President Barack Obama wasn’t talking about immigration reform on his inauguration day Monday, but former President Jimmy Carter was.
“I think the next thing that’s going to be achieved is finally a partisan approach to alleviating the problems of illegal immigrants and giving them a chance to have self-respect and be legal in their presence here and have movement toward citizenship,” Carter told NBC.
“And I don’t think there’s much doubt after the remarkable participation of Hispanics voters that both parties are saying, ‘What can we do not to alienate this high degree of influence in the next election?’”
“So I would say immigration reform should be that first major achievement.”
Jimmy Carter was among the former presidents and dignitaries in Washington for the inauguration, recalling that it had been a bitter old six degrees when he was sworn into office in January 1977.

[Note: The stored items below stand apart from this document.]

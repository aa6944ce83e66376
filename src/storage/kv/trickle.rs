//! Background dirty-page writer

use super::Environment;
use crate::error::{Error, Result};
use parking_lot::{Condvar, Mutex};
use std::sync::Arc;
use std::thread::JoinHandle;
use std::time::Duration;
use tracing::{debug, error, info};

#[derive(Debug, Clone, Copy)]
pub struct TrickleConfig {
    /// Share of dirty pages written per pass, in percent
    pub rate: u32,
    /// Wait after a pass that wrote something
    pub busy_wait: Duration,
    /// Wait after a pass that found nothing to write
    pub idle_wait: Duration,
    /// fsync after a pass that wrote pages
    pub sync: bool,
}

impl Default for TrickleConfig {
    fn default() -> Self {
        Self {
            rate: 10,
            busy_wait: Duration::from_millis(1000),
            idle_wait: Duration::from_millis(5000),
            sync: false,
        }
    }
}

impl TrickleConfig {
    /// Wait before the next pass, given how many pages the last one wrote
    pub fn wait_after(&self, pages: usize) -> Duration {
        if pages > 0 {
            self.busy_wait
        } else {
            self.idle_wait
        }
    }
}

struct Shared {
    stop: Mutex<bool>,
    wake: Condvar,
    failure: Mutex<Option<Error>>,
    last_wait: Mutex<Option<Duration>>,
}

/// Thread that keeps writing a share of dirty pages until stopped
pub struct TrickleThread {
    shared: Arc<Shared>,
    handle: Option<JoinHandle<()>>,
}

impl TrickleThread {
    pub fn start(env: Arc<Environment>, config: TrickleConfig) -> Result<Self> {
        let shared = Arc::new(Shared {
            stop: Mutex::new(false),
            wake: Condvar::new(),
            failure: Mutex::new(None),
            last_wait: Mutex::new(None),
        });

        let worker = Arc::clone(&shared);
        let handle = std::thread::Builder::new()
            .name("statstore-trickle".into())
            .spawn(move || run(&env, &worker, config))?;

        info!(rate = config.rate, "Trickle thread started");
        Ok(Self {
            shared,
            handle: Some(handle),
        })
    }

    pub fn is_running(&self) -> bool {
        self.handle.as_ref().is_some_and(|h| !h.is_finished())
    }

    /// Wait chosen after the most recent pass
    pub fn last_wait(&self) -> Option<Duration> {
        *self.shared.last_wait.lock()
    }

    /// Signal the thread and wait for it. Reports the error that ended it early.
    pub fn stop(&mut self) -> Result<()> {
        let handle = match self.handle.take() {
            Some(handle) => handle,
            None => return Ok(()),
        };

        *self.shared.stop.lock() = true;
        self.shared.wake.notify_all();

        if handle.join().is_err() {
            return Err(Error::logic("trickle thread panicked"));
        }
        debug!("Trickle thread stopped");

        match self.shared.failure.lock().take() {
            Some(e) => Err(e),
            None => Ok(()),
        }
    }
}

impl Drop for TrickleThread {
    fn drop(&mut self) {
        if let Err(e) = self.stop() {
            error!("Trickle thread: {}", e);
        }
    }
}

fn run(env: &Environment, shared: &Shared, config: TrickleConfig) {
    loop {
        let pass = env.trickle(config.rate).and_then(|pages| {
            if pages > 0 && config.sync {
                env.fsync()?;
            }
            Ok(pages)
        });
        let wait = match pass {
            Ok(pages) => {
                if pages > 0 {
                    debug!(pages, "Trickle pass");
                    metrics::counter!("statstore_trickle_pages_total").increment(pages as u64);
                }
                config.wait_after(pages)
            }
            Err(e) => {
                error!("Trickle pass failed: {}", e);
                *shared.failure.lock() = Some(e);
                return;
            }
        };

        *shared.last_wait.lock() = Some(wait);

        let mut stop = shared.stop.lock();
        if *stop {
            return;
        }
        shared.wake.wait_for(&mut stop, wait);
        if *stop {
            return;
        }
    }
}
//! Download job record

use super::{base, hash_num, hash_str, Arena, Handle, HostRecord, Record, RecordKind, ValueRecord};
use crate::codec::{self, Reader, Tstamp, Writer};
use crate::error::{Error, Result};
use std::cmp::Ordering;

/// A file download performed by one host. Identity is the download name
/// plus the owning host.
///
/// ```text
/// v1: [base][host_key u64][hits][xfer][sum_time f64][avg_time f64]
///     [last tstamp][hash]
/// ```
///
/// In memory the owner is an arena handle; storage keeps the host key.
#[derive(Debug, Clone, Default, PartialEq)]
pub struct DownloadRecord {
    pub key: u64,
    pub kind: RecordKind,
    pub name: String,
    host: Option<Handle>,
    host_key: u64,
    pub hits: u64,
    pub xfer: u64,
    pub sum_time: f64,
    pub avg_time: f64,
    pub last_seen: Option<Tstamp>,
}

impl DownloadRecord {
    pub fn new(name: impl Into<String>, host_key: u64) -> Self {
        Self {
            name: name.into(),
            host_key,
            ..Default::default()
        }
    }

    pub fn host(&self) -> Option<Handle> {
        self.host
    }

    pub fn host_key(&self) -> u64 {
        self.host_key
    }

    /// Point this download at a host record, keeping reference counts
    pub fn set_host(&mut self, hosts: &mut Arena<HostRecord>, host: Option<Handle>) -> Result<()> {
        hosts.set_ref(&mut self.host, host)?;
        self.host_key = match host.and_then(|h| hosts.get(h)) {
            Some(record) => record.key,
            None => 0,
        };
        Ok(())
    }

    /// Resolve the stored host key to an arena handle after a read
    pub fn resolve_host(&mut self, hosts: &mut Arena<HostRecord>) -> Result<()> {
        let key = self.host_key;
        let found = hosts
            .iter()
            .find(|(_, host)| host.key == key)
            .map(|(handle, _)| handle)
            .ok_or_else(|| Error::logic(format!("download {} refers to unknown host {}", self.key, key)))?;
        self.set_host(hosts, Some(found))
    }

    pub fn field_xfer(data: &[u8]) -> Result<&[u8]> {
        codec::field_slice::<u64>(data, base::fields_offset(data)? + 16)
    }
}

impl Record for DownloadRecord {
    const NAME: &'static str = "DownloadRecord";
    const VERSION: u16 = 1;
    const TABLE: &'static str = "downloads";

    fn key(&self) -> u64 {
        self.key
    }

    fn set_key(&mut self, key: u64) {
        self.key = key;
    }

    fn kind(&self) -> RecordKind {
        self.kind
    }

    fn data_size(&self) -> usize {
        base::size(&self.name) + 8 * 5 + codec::size_of(&self.last_seen) + 8
    }

    fn pack_fields(&self, w: &mut Writer<'_>) -> Result<()> {
        base::pack(w, self.kind, &self.name)?;
        w.put(&self.host_key)?;
        w.put(&self.hits)?;
        w.put(&self.xfer)?;
        w.put(&self.sum_time)?;
        w.put(&self.avg_time)?;
        w.put(&self.last_seen)?;
        w.put(&self.hash_value())
    }

    fn unpack_fields(&mut self, r: &mut Reader<'_>, _version: u16) -> Result<()> {
        (self.kind, self.name) = base::unpack(r)?;
        self.host = None;
        self.host_key = r.get()?;
        self.hits = r.get()?;
        self.xfer = r.get()?;
        self.sum_time = r.get()?;
        self.avg_time = r.get()?;
        self.last_seen = r.get()?;
        r.skip::<u64>()
    }
}

impl ValueRecord for DownloadRecord {
    fn value(&self) -> &str {
        &self.name
    }

    fn hash_value(&self) -> u64 {
        hash_num(hash_str(0, &self.name), self.host_key)
    }

    fn compare_value(&self, data: &[u8]) -> Result<Ordering> {
        let (kind, name) = base::unpack_ident(data)?;
        let host_key = codec::read_at::<u64>(data, base::fields_offset(data)?)?;
        Ok(self
            .kind
            .cmp(&kind)
            .then_with(|| self.name.cmp(&name))
            .then_with(|| self.host_key.cmp(&host_key)))
    }

    fn value_hash_field(data: &[u8]) -> Result<&[u8]> {
        let tstamp = base::fields_offset(data)? + 40;
        let hash = codec::skip_field::<Option<Tstamp>>(data, tstamp)?;
        codec::field_slice::<u64>(data, hash)
    }
}
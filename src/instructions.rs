// SPDX-License-Identifier: GPL-3.0-or-later
// Copyright (C) 2026 Erik van der Tier

//! Instruction metadata types shared by the opcode table.
//!
//! The table itself lives in [`table`]; this module defines the mnemonic and
//! addressing-mode enums plus the per-entry descriptor.

use strum::{Display, EnumIter, EnumString};

/// The documented NMOS 6502 instruction set.
#[derive(Clone, Copy, Debug, PartialEq, Eq, Hash, Display, EnumString, EnumIter)]
#[strum(ascii_case_insensitive, serialize_all = "UPPERCASE")]
pub enum Mnemonic {
    Adc,
    And,
    Asl,
    Bcc,
    Bcs,
    Beq,
    Bit,
    Bmi,
    Bne,
    Bpl,
    Brk,
    Bvc,
    Bvs,
    Clc,
    Cld,
    Cli,
    Clv,
    Cmp,
    Cpx,
    Cpy,
    Dec,
    Dex,
    Dey,
    Eor,
    Inc,
    Inx,
    Iny,
    Jmp,
    Jsr,
    Lda,
    Ldx,
    Ldy,
    Lsr,
    Nop,
    Ora,
    Pha,
    Php,
    Pla,
    Plp,
    Rol,
    Ror,
    Rti,
    Rts,
    Sbc,
    Sec,
    Sed,
    Sei,
    Sta,
    Stx,
    Sty,
    Tax,
    Tay,
    Tsx,
    Txa,
    Txs,
    Tya,
}

impl Mnemonic {
    /// Branch instructions encode with relative addressing and get their
    /// operand byte computed as a displacement from the program counter.
    pub fn is_branch(self) -> bool {
        matches!(
            self,
            Mnemonic::Bcc
                | Mnemonic::Bcs
                | Mnemonic::Beq
                | Mnemonic::Bmi
                | Mnemonic::Bne
                | Mnemonic::Bpl
                | Mnemonic::Bvc
                | Mnemonic::Bvs
        )
    }
}

/// Addressing modes of the 6502.
///
/// Accumulator-operand forms (ASL, LSR, ROL, ROR with no operand) are carried
/// as `Implied` length-1 entries in the table.
#[derive(Clone, Copy, Debug, PartialEq, Eq, Hash, Display)]
pub enum AddressMode {
    /// No operand (NOP, RTS, ASL-on-accumulator, ...)
    Implied,
    /// #$nn - 8-bit immediate value
    Immediate,
    /// $nn - zero page (8-bit address)
    ZeroPage,
    /// $nn,X - zero page indexed by X
    ZeroPageX,
    /// $nn,Y - zero page indexed by Y
    ZeroPageY,
    /// $nnnn - absolute (16-bit address)
    Absolute,
    /// $nnnn,X - absolute indexed by X
    AbsoluteX,
    /// $nnnn,Y - absolute indexed by Y
    AbsoluteY,
    /// ($nnnn) - indirect (JMP only)
    Indirect,
    /// ($nn,X) - indexed indirect (zero page)
    IndexedIndirectX,
    /// ($nn),Y - indirect indexed (zero page)
    IndirectIndexedY,
    /// Branch offset (8-bit signed)
    Relative,
}

impl AddressMode {
    /// Number of operand bytes following the opcode for this mode.
    pub fn operand_size(self) -> u8 {
        match self {
            AddressMode::Implied => 0,
            AddressMode::Immediate
            | AddressMode::ZeroPage
            | AddressMode::ZeroPageX
            | AddressMode::ZeroPageY
            | AddressMode::IndexedIndirectX
            | AddressMode::IndirectIndexedY
            | AddressMode::Relative => 1,
            AddressMode::Absolute
            | AddressMode::AbsoluteX
            | AddressMode::AbsoluteY
            | AddressMode::Indirect => 2,
        }
    }
}

/// One row of the opcode table: a (mnemonic, mode) pair with its encoding.
#[derive(Debug)]
pub struct InstructionEntry {
    pub mnemonic: Mnemonic,
    pub mode: AddressMode,
    pub opcode: u8,
    pub length: u8,
    pub cycles: u8,
}

pub mod table;

#[cfg(test)]
mod tests {
    use super::{AddressMode, Mnemonic};
    use std::str::FromStr;

    #[test]
    fn branch_flag_covers_exactly_the_branches() {
        assert!(Mnemonic::Beq.is_branch());
        assert!(Mnemonic::Bcc.is_branch());
        assert!(!Mnemonic::Jmp.is_branch());
        assert!(!Mnemonic::Lda.is_branch());
        assert!(!Mnemonic::Brk.is_branch());
    }

    #[test]
    fn mnemonics_parse_case_insensitively() {
        assert_eq!(Mnemonic::from_str("LDA"), Ok(Mnemonic::Lda));
        assert_eq!(Mnemonic::from_str("lda"), Ok(Mnemonic::Lda));
        assert!(Mnemonic::from_str("BRA").is_err());
    }

    #[test]
    fn operand_sizes_match_mode_class() {
        assert_eq!(AddressMode::Implied.operand_size(), 0);
        assert_eq!(AddressMode::Immediate.operand_size(), 1);
        assert_eq!(AddressMode::Relative.operand_size(), 1);
        assert_eq!(AddressMode::Absolute.operand_size(), 2);
        assert_eq!(AddressMode::Indirect.operand_size(), 2);
    }
}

“I think this has been a ceremony of high diversity as you may have noticed with race and background and different ethnic groups,” Carter said of the Obama inaugural.
“I think there’s kind of a spirit of harmony and maybe anticipation for a more productive next four years.”
Jimmy Carter and Bill Clinton are the only living former Democratic presidents. Former first lady Rosalynn Carter accompanied her husband at the Capitol’s West front.
The two other living presidents, Republicans George W. Bush and his father George H.W. Bush, did not attend. The elder Bush has been ill and was recently released from the hospital.
Carter said he had called the elder Bush in the hospital and had warm feelings toward him.
“He seemed to be quite vigorous and aware of what’s going on in the world,” Carter said. “And he and I talked about some good times together.
“As a matter of fact, strangely enough, when he was at the White House and James Baker was his secretary of state, I had my most intimate and productive—and I’d say friendly relationship—since I left the White House.”
“So I have a special friendship toward George Bush Sr.”